Yes insertion/deletion is required and the frequency may be higher. The exact usecase is that group membership is dependent on some conditions. We schedule this check every 15 minutes and based on it, we are adding/deleting the members.

3 comments

Xor filters require all the members of the set be provided up front.

Bloom filters allow adding members, but not removing them.

Cuckoo filters allow removing members: https://www.cs.cmu.edu/~dga/papers/cuckoo-conext2014.pdf

And just for completeness, storing everything losslessly in a btree, radix tree, or hash table would probably be under 300 kB. (80 kB just for the IDs plus, say, an additional ~2x overhead.)

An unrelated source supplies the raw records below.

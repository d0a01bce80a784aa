//! In-memory task store for tests and embedded use.

use async_trait::async_trait;
use std::collections::HashMap;
use std::sync::{Arc, RwLock, RwLockReadGuard, RwLockWriteGuard};

use crate::graph::domain::{DependencyGraph, TaskDependency};
use crate::task::{
    domain::{Task, TaskId, TaskVersion},
    ports::{ConflictError, NotFoundError, TaskQuery, TaskStore, TaskStoreError, TaskStoreResult},
};
use crate::workflow::domain::StateTransition;

/// Thread-safe in-memory task store.
///
/// One lock guards tasks, edges and logs together, so every operation is
/// serializable with respect to every other.
#[derive(Debug, Clone, Default)]
pub struct InMemoryTaskStore {
    state: Arc<RwLock<InMemoryTaskState>>,
}

#[derive(Debug, Default)]
struct InMemoryTaskState {
    tasks: HashMap<TaskId, Task>,
    transitions: HashMap<TaskId, Vec<StateTransition>>,
    graph: DependencyGraph,
}

impl InMemoryTaskStore {
    /// Creates an empty store.
    #[must_use]
    pub fn new() -> Self {
        Self::default()
    }

    fn read(&self) -> TaskStoreResult<RwLockReadGuard<'_, InMemoryTaskState>> {
        self.state
            .read()
            .map_err(|err| TaskStoreError::persistence(std::io::Error::other(err.to_string())))
    }

    fn write(&self) -> TaskStoreResult<RwLockWriteGuard<'_, InMemoryTaskState>> {
        self.state
            .write()
            .map_err(|err| TaskStoreError::persistence(std::io::Error::other(err.to_string())))
    }
}

impl InMemoryTaskState {
    /// Writes `task` at `expected.next()` when the stored version matches.
    fn replace_checked(&mut self, task: &Task, expected: TaskVersion) -> TaskStoreResult<Task> {
        let stored = self
            .tasks
            .get_mut(&task.id())
            .ok_or_else(|| NotFoundError::task(task.id()))?;
        if stored.version() != expected {
            return Err(ConflictError {
                task_id: task.id(),
                expected_version: expected,
                actual_version: stored.version(),
            }
            .into());
        }
        let mut updated = task.clone();
        updated.set_version(expected.next());
        *stored = updated.clone();
        Ok(updated)
    }
}

#[async_trait]
impl TaskStore for InMemoryTaskStore {
    async fn get(&self, id: TaskId) -> TaskStoreResult<Option<Task>> {
        Ok(self.read()?.tasks.get(&id).cloned())
    }

    async fn create(&self, task: &Task, initial: &StateTransition) -> TaskStoreResult<()> {
        let mut state = self.write()?;
        if state.tasks.contains_key(&task.id()) {
            return Err(TaskStoreError::DuplicateTask(task.id()));
        }
        state.tasks.insert(task.id(), task.clone());
        state
            .transitions
            .insert(task.id(), vec![initial.clone()]);
        state.graph.add_task(task.id());
        Ok(())
    }

    async fn update_with_version(
        &self,
        task: &Task,
        expected: TaskVersion,
    ) -> TaskStoreResult<Task> {
        self.write()?.replace_checked(task, expected)
    }

    async fn commit_transition(
        &self,
        task: &Task,
        expected: TaskVersion,
        record: &StateTransition,
    ) -> TaskStoreResult<Task> {
        let mut state = self.write()?;
        let updated = state.replace_checked(task, expected)?;
        state
            .transitions
            .entry(task.id())
            .or_default()
            .push(record.clone());
        Ok(updated)
    }

    async fn append_transition(&self, record: &StateTransition) -> TaskStoreResult<()> {
        let mut state = self.write()?;
        if !state.tasks.contains_key(&record.task_id()) {
            return Err(NotFoundError::task(record.task_id()).into());
        }
        state
            .transitions
            .entry(record.task_id())
            .or_default()
            .push(record.clone());
        Ok(())
    }

    async fn transitions(&self, task_id: TaskId) -> TaskStoreResult<Vec<StateTransition>> {
        Ok(self
            .read()?
            .transitions
            .get(&task_id)
            .cloned()
            .unwrap_or_default())
    }

    async fn list_tasks(&self, query: &TaskQuery) -> TaskStoreResult<Vec<Task>> {
        let state = self.read()?;
        let mut tasks: Vec<Task> = state
            .tasks
            .values()
            .filter(|task| query.matches(task))
            .cloned()
            .collect();
        tasks.sort_by_key(|task| (task.created_at(), task.id()));
        Ok(tasks)
    }

    async fn list_edges(&self, task_id: TaskId) -> TaskStoreResult<Vec<TaskDependency>> {
        let state = self.read()?;
        Ok(state
            .graph
            .edges()
            .filter(|edge| edge.task_id() == task_id || edge.depends_on_id() == task_id)
            .copied()
            .collect())
    }

    async fn all_edges(&self) -> TaskStoreResult<Vec<TaskDependency>> {
        Ok(self.read()?.graph.edges().copied().collect())
    }

    async fn insert_dependency(&self, dependency: &TaskDependency) -> TaskStoreResult<()> {
        let mut state = self.write()?;
        for id in [dependency.task_id(), dependency.depends_on_id()] {
            if !state.tasks.contains_key(&id) {
                return Err(NotFoundError::task(id).into());
            }
        }
        state.graph.add_edge(*dependency)?;
        Ok(())
    }

    async fn remove_dependency(
        &self,
        task_id: TaskId,
        depends_on_id: TaskId,
    ) -> TaskStoreResult<bool> {
        Ok(self
            .write()?
            .graph
            .remove_edge(task_id, depends_on_id)
            .is_some())
    }

    async fn delete(&self, id: TaskId) -> TaskStoreResult<()> {
        let mut state = self.write()?;
        if !state.tasks.contains_key(&id) {
            return Err(NotFoundError::task(id).into());
        }
        let mut dependents: Vec<TaskId> = state
            .graph
            .successors(id)
            .map(TaskDependency::task_id)
            .chain(
                state
                    .tasks
                    .values()
                    .filter(|task| task.parent_id() == Some(id))
                    .map(Task::id),
            )
            .collect();
        dependents.sort_unstable();
        dependents.dedup();
        if !dependents.is_empty() {
            return Err(TaskStoreError::Referenced {
                task_id: id,
                dependents,
            });
        }
        state.tasks.remove(&id);
        state.transitions.remove(&id);
        state.graph.remove_task(id);
        Ok(())
    }
}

Safe removal is only possible if you know it is already in filter. The 'you can delete from cuckoo filters' bit I feel is often oversold.
Oh wow, I only read the paper's abstract and was fooled. Thanks for the correction.
You can use a counting Bloom Filter that allows deleting. Depending on your update requirements you might also be ok with two bloom filters, one for that has the group memberships and one that has group removals.
10k members every 15 minutes? Just rebuild it from scratch.
Or use a Cuckoo fiter.